А сейчас… Сейчас мне дарят дорогущий виски, на который однажды издалека посмотрел Уинстон Черчилль, а я не могу его выпить, потому что моя печень осталась там, на Кировском заводе из игры «Менеджер», и я завязал. И деньги вроде бы есть, но я по-прежнему не могу позволить себе того, чего действительно хочу, например, тот же трамвай для сына в собственность. Нет, возможно, я и смог бы купить трамвай (хотя надо бы поизучать рынок перед такими громкими заявлениями), но Собянин все равно не продаст мне рельсы.
Ну, и главное. Главное, чего в молодости было в избытке, хоть ложкой ешь, как черной икры у Верещагина, и чего мы так же, как и он, не ценили, так это — будущего. В молодости у нас было до фига будущего. В то время я мог еще стать кем угодно, ощущение как в первый день отпуска: впереди вечность, какие две недели, о чем вы?
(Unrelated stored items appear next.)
#[cfg(test)]
mod tests {
    use super::Game;
    use crate::core::{ActionError, Branch, GameBuilder, TopologyError};
    use crate::model::{
        Condition, Conversion, CostRequirement, Formula, FormulaError, Generator, GeneratorId,
        LayerId, PurchaseMode, ResetPhase, ResetRule, Resource, ResourceId, StateView, Upgrade,
        UpgradeId,
    };
    use crate::num::Decimal;

    struct Fixture {
        game: Game,
        child: LayerId,
        top: LayerId,
        points: ResourceId,
        shards: ResourceId,
        crowns: ResourceId,
        miner: GeneratorId,
        boost: UpgradeId,
    }

    fn fixture() -> Fixture {
        let mut builder = GameBuilder::new();
        let main = builder.layer("main", "Main");
        let child = builder.layer("c", "Child");
        let top = builder.layer("t", "Top");
        let points = builder.resource(
            main,
            Resource::new("main.points", "points", 10).with_best().with_total(),
        );
        let shards = builder.resource(child, Resource::new("c.points", "shards", 0));
        let crowns = builder.resource(top, Resource::new("t.points", "crowns", 0));
        let miner = builder.generator(
            child,
            Generator::new(
                "c.miner",
                "miner",
                CostRequirement::new(shards, Formula::variable().add(1)),
            ),
        );
        let boost = builder.upgrade(
            child,
            Upgrade::new("c.boost", "unlocks with the first miner", CostRequirement::new(shards, 2))
                .visible_when(Condition::GeneratorOwned {
                    generator: miner,
                    at_least: Decimal::ONE,
                }),
        );
        builder.conversion(
            child,
            Conversion::cumulative(points, shards, Formula::variable().div(5).sqrt()),
        );
        builder.conversion(top, Conversion::cumulative(shards, crowns, Formula::variable()));
        builder.reset_rule(child, ResetRule::resources([points]));
        builder.reset_rule(top, ResetRule::whole_layer(child));

        let game = builder
            .build(
                vec![vec![child], vec![top]],
                &[Branch::new(top, child)],
                ResetRule::default(),
            )
            .expect("fixture should build");

        Fixture {
            game,
            child,
            top,
            points,
            shards,
            crowns,
            miner,
            boost,
        }
    }

    fn set(game: &mut Game, id: ResourceId, value: i32) {
        game.resources[id.index()].set(Decimal::from(value));
    }

    fn value(game: &Game, id: ResourceId) -> Decimal {
        game.resource_value(id).expect("known resource")
    }

    #[test]
    fn reset_converts_then_second_reset_gains_nothing() {
        let Fixture {
            mut game,
            child,
            points,
            shards,
            ..
        } = fixture();
        set(&mut game, points, 125);

        let first = game.request_reset(child).expect("reset");
        assert_eq!(first.gained, Decimal::from(5));
        assert_eq!(first.layers_reset, vec![child]);
        assert_eq!(value(&game, shards), Decimal::from(5));
        assert_eq!(value(&game, points), Decimal::from(10));

        let second = game.request_reset(child).expect("reset");
        assert_eq!(second.gained, Decimal::ZERO);
        assert_eq!(value(&game, shards), Decimal::from(5));
        assert_eq!(value(&game, points), Decimal::from(10));
    }

    #[test]
    fn reset_cascades_to_branch_targets_and_keeps_trackers() {
        let Fixture {
            mut game,
            child,
            top,
            points,
            shards,
            crowns,
            miner,
            ..
        } = fixture();
        set(&mut game, shards, 7);
        game.generators[miner.index()].add_owned(3);
        set(&mut game, points, 125);

        let report = game.request_reset(top).expect("reset");

        assert_eq!(report.gained, Decimal::from(7));
        assert_eq!(report.layers_reset, vec![top, child]);
        assert_eq!(value(&game, crowns), Decimal::from(7));
        assert_eq!(value(&game, shards), Decimal::ZERO);
        assert_eq!(value(&game, points), Decimal::from(10));
        assert_eq!(game.generator(miner).map(|g| g.owned()), Some(Decimal::ZERO));

        let tracked = game.resource(points).expect("points");
        assert_eq!(tracked.best(), Some(Decimal::from(125)));
        assert_eq!(tracked.total(), Some(Decimal::from(125)));
        assert!(game.layers().iter().all(|layer| layer.phase() == ResetPhase::Idle));
    }

    #[test]
    fn cascaded_layers_do_not_convert_so_repeat_resets_are_stable() {
        let Fixture {
            mut game,
            top,
            points,
            shards,
            crowns,
            miner,
            ..
        } = fixture();
        set(&mut game, shards, 7);
        game.generators[miner.index()].add_owned(2);
        set(&mut game, points, 125);

        let snapshot = |game: &Game| {
            (
                value(game, points),
                value(game, shards),
                value(game, crowns),
                game.generator(miner).map(|g| g.owned()),
            )
        };

        let first = game.request_reset(top).expect("reset");
        let once = snapshot(&game);
        let second = game.request_reset(top).expect("reset");

        assert_eq!(first.gained, Decimal::from(7));
        assert_eq!(second.gained, Decimal::ZERO);
        assert_eq!(snapshot(&game), once);
        assert_eq!(
            once,
            (Decimal::from(10), Decimal::ZERO, Decimal::from(7), Some(Decimal::ZERO))
        );
    }

    #[test]
    fn shared_descendants_reset_once() {
        let mut builder = GameBuilder::new();
        let root = builder.layer("root", "Root");
        let left = builder.layer("left", "Left");
        let right = builder.layer("right", "Right");
        let leaf = builder.layer("leaf", "Leaf");
        let mut game = builder
            .build(
                vec![vec![leaf], vec![left, right], vec![root]],
                &[
                    Branch::new(root, left),
                    Branch::new(root, right),
                    Branch::new(left, leaf),
                    Branch::new(right, leaf),
                ],
                ResetRule::default(),
            )
            .expect("diamond builds");

        let report = game.request_reset(root).expect("reset");

        assert_eq!(report.layers_reset, vec![root, left, right, leaf]);
    }

    #[test]
    fn malformed_conversion_aborts_before_any_change() {
        let Fixture {
            mut game,
            child,
            points,
            shards,
            ..
        } = fixture();
        set(&mut game, points, 125);
        game.layers[child.index()].conversion = Some(Conversion::cumulative(
            ResourceId(99),
            shards,
            Formula::variable(),
        ));

        let result = game.request_reset(child);

        assert_eq!(
            result,
            Err(ActionError::Formula(FormulaError::UnknownResource(ResourceId(99))))
        );
        assert_eq!(value(&game, points), Decimal::from(125));
    }

    #[test]
    fn hidden_or_unknown_layers_refuse_to_reset() {
        let Fixture { mut game, top, .. } = fixture();
        game.layers[top.index()].visibility = Condition::Never;

        assert!(matches!(game.request_reset(top), Err(ActionError::Locked(_))));
        assert_eq!(
            game.request_reset(LayerId(9)),
            Err(ActionError::UnknownLayer(LayerId(9)))
        );
    }

    #[test]
    fn purchases_spend_atomically() {
        let Fixture {
            mut game,
            shards,
            miner,
            ..
        } = fixture();

        let short = game.purchase(miner, PurchaseMode::One);
        assert_eq!(
            short,
            Err(ActionError::InsufficientResource {
                resource: "shards".to_string(),
                required: Decimal::ONE,
                available: Decimal::ZERO,
            })
        );
        assert_eq!(game.generator(miner).map(|g| g.owned()), Some(Decimal::ZERO));

        set(&mut game, shards, 11);
        let receipt = game.purchase(miner, PurchaseMode::Max).expect("buy max");
        assert_eq!(receipt.count, 4);
        assert_eq!(receipt.cost, Decimal::from(10));
        assert_eq!(value(&game, shards), Decimal::ONE);
        assert_eq!(game.generator(miner).map(|g| g.owned()), Some(Decimal::from(4)));

        let nothing = game.purchase(miner, PurchaseMode::Max);
        assert!(matches!(nothing, Err(ActionError::InsufficientResource { .. })));
        assert_eq!(value(&game, shards), Decimal::ONE);
    }

    #[test]
    fn upgrades_unlock_then_buy_once() {
        let Fixture {
            mut game,
            child,
            shards,
            miner,
            boost,
            ..
        } = fixture();

        assert!(matches!(game.purchase_upgrade(boost), Err(ActionError::Locked(_))));

        set(&mut game, shards, 1);
        game.purchase(miner, PurchaseMode::One).expect("first miner");
        assert!(game.is_upgrade_visible(boost));
        assert!(!game.can_afford_upgrade(boost));

        set(&mut game, shards, 5);
        game.purchase_upgrade(boost).expect("upgrade");
        assert_eq!(value(&game, shards), Decimal::from(3));
        assert_eq!(game.upgrades_bought_in(child), Some(1));
        assert_eq!(
            game.purchase_upgrade(boost),
            Err(ActionError::AlreadyBought("c.boost".to_string()))
        );
        assert_eq!(
            game.purchase_upgrade(UpgradeId(7)),
            Err(ActionError::UnknownUpgrade(UpgradeId(7)))
        );
    }

    #[test]
    fn builder_rejects_foreign_writes_duplicates_and_cycles() {
        let mut builder = GameBuilder::new();
        let home = builder.layer("home", "Home");
        let away = builder.layer("away", "Away");
        let foreign = builder.resource(away, Resource::new("away.points", "away", 0));
        builder.generator(
            home,
            Generator::new("home.gen", "gen", CostRequirement::new(foreign, 1)).producing(foreign),
        );
        let result = builder.build(vec![vec![home, away]], &[], ResetRule::default());
        assert!(matches!(result, Err(TopologyError::CrossLayerWrite { .. })));

        let mut builder = GameBuilder::new();
        let home = builder.layer("home", "Home");
        builder.resource(home, Resource::new("home.points", "a", 0));
        builder.resource(home, Resource::new("home.points", "b", 0));
        let result = builder.build(vec![vec![home]], &[], ResetRule::default());
        assert_eq!(
            result.err(),
            Some(TopologyError::DuplicateKey("home.points".to_string()))
        );

        let mut builder = GameBuilder::new();
        let first = builder.layer("first", "First");
        let second = builder.layer("second", "Second");
        let result = builder.build(
            vec![vec![first, second]],
            &[Branch::new(first, second), Branch::new(second, first)],
            ResetRule::default(),
        );
        assert!(matches!(result, Err(TopologyError::Cycle(_))));
    }

    #[test]
    fn visibility_cycles_are_detected() {
        let Fixture {
            mut game,
            child,
            top,
            crowns,
            boost,
            ..
        } = fixture();
        assert!(game.visibility_is_acyclic());

        game.layers[child.index()].visibility = Condition::ResourceAtLeast {
            resource: crowns,
            amount: Decimal::ONE,
        };
        assert!(game.visibility_is_acyclic());

        game.layers[top.index()].visibility = Condition::UpgradeBought(boost);
        assert!(!game.visibility_is_acyclic());
    }

    #[test]
    fn lookups_resolve_stable_keys() {
        let Fixture {
            game,
            top,
            points,
            miner,
            boost,
            ..
        } = fixture();

        assert_eq!(game.layer_id("t"), Some(top));
        assert_eq!(game.resource_id("main.points"), Some(points));
        assert_eq!(game.generator_id("c.miner"), Some(miner));
        assert_eq!(game.upgrade_id("c.boost"), Some(boost));
        assert_eq!(game.resource_id("missing"), None);
        assert_eq!(game.generator_cost(miner), Ok(Decimal::ONE));
    }
}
А сейчас… Сейчас это сейчас, и ты как никогда остро понимаешь, что сейчас это сейчас. Время стало неудобным, как крошка в ботинке. Будущее теперь — это условия кредитного договора мелким шрифтом. Тебе постоянно подсовывают не то будущее, и ты учишься мечтать с примечаниями.
Именно поэтому меня так тяготят популярные форматы встреч через надцать лет — выпускников, одноклассников, лауреатов конкурса детской песни. На этих мероприятиях все ведут себя так, словно по телевизору объявили точную дату апокалипсиса: в одном углу разводятся, в другом женятся, и все чуланы заняты парочками. Мушкетеры двадцать лет спустя прячут под шляпами лысину, ездят на лошадях с кучером и едят со шпаги шашлык.
Молодость — это комета, не предсказанная астрономами, которая никогда не вернется.